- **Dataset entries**

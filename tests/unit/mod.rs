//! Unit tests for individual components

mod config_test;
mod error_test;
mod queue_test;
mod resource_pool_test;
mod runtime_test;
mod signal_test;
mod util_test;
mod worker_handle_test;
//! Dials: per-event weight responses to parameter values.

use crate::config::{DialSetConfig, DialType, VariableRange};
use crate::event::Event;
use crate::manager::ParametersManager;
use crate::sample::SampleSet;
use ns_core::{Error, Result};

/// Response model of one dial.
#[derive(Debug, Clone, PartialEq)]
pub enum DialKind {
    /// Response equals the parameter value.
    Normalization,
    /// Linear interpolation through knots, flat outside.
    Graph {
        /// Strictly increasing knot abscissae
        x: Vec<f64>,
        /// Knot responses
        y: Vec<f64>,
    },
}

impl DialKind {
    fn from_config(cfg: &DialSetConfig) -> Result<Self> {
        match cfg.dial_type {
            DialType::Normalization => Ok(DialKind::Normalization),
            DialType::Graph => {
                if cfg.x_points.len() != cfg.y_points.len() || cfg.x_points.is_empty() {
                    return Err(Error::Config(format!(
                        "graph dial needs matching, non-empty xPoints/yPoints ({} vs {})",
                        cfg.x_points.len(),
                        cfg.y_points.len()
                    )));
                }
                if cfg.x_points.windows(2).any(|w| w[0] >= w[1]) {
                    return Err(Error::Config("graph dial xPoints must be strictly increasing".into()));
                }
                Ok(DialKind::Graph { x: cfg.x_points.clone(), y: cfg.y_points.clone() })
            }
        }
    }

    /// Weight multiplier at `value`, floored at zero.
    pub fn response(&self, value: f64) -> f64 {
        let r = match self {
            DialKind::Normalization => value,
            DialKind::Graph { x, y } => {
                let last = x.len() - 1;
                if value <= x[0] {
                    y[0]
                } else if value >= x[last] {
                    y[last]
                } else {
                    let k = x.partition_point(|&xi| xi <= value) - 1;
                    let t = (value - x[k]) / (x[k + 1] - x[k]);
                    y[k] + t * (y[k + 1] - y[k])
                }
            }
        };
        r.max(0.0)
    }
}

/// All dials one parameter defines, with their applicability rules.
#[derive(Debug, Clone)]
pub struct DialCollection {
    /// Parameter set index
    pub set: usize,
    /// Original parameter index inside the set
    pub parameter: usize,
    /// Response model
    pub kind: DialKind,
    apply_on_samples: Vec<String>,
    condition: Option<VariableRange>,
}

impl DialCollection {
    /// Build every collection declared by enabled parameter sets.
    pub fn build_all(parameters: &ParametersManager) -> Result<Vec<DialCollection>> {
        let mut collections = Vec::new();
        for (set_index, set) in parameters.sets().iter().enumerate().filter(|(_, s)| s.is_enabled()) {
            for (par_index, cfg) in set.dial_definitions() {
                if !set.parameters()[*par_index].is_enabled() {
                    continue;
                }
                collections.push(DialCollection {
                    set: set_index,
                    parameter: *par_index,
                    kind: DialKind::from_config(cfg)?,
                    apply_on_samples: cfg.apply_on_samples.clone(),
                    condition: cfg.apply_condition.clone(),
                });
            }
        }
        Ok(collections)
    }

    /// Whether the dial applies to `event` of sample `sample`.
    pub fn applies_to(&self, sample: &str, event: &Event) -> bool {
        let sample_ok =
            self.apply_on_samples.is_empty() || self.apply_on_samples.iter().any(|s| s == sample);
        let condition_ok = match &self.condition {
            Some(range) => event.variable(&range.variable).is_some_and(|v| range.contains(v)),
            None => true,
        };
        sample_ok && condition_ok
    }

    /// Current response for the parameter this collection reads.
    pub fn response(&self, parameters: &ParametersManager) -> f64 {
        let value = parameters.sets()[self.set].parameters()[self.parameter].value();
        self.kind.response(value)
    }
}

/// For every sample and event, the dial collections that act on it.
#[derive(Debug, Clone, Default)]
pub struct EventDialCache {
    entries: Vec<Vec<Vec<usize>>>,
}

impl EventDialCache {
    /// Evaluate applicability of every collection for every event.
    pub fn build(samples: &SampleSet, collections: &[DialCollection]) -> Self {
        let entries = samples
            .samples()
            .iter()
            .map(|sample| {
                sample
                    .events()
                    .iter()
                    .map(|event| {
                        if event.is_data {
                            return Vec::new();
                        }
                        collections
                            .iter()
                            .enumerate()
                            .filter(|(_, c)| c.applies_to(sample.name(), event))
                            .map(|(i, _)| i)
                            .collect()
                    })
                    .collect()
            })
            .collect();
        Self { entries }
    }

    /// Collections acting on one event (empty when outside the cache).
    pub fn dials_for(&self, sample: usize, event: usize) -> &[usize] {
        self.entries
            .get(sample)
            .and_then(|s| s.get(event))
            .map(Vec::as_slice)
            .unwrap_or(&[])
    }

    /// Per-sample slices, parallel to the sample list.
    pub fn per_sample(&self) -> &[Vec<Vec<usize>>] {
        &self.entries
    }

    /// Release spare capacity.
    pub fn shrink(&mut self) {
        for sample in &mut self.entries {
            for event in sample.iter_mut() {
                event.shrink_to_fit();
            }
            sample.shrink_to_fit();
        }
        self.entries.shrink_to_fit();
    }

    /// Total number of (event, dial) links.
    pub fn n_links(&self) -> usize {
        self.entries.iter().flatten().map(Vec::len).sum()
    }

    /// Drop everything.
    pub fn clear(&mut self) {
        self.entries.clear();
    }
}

--

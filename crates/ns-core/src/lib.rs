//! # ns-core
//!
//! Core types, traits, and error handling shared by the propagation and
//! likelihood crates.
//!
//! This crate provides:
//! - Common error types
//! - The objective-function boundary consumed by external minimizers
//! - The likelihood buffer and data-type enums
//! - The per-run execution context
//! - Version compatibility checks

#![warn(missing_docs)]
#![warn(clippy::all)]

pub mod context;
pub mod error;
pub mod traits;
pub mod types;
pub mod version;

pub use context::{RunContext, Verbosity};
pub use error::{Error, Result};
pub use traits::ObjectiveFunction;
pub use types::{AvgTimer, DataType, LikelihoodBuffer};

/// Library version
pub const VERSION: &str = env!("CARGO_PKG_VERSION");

- **Task instructions**
What is asked for is an exact copy of the lines above from the one containing "filename tests/unit/mod.rs" through the one containing "to parameter values.", and only those.

- **Exercise output**
filename tests/unit/mod.rs
//! Unit tests for individual components

mod config_test;
mod error_test;
mod queue_test;
mod resource_pool_test;
mod runtime_test;
mod signal_test;
mod util_test;
mod worker_handle_test;
//! Dials: per-event weight responses to parameter values.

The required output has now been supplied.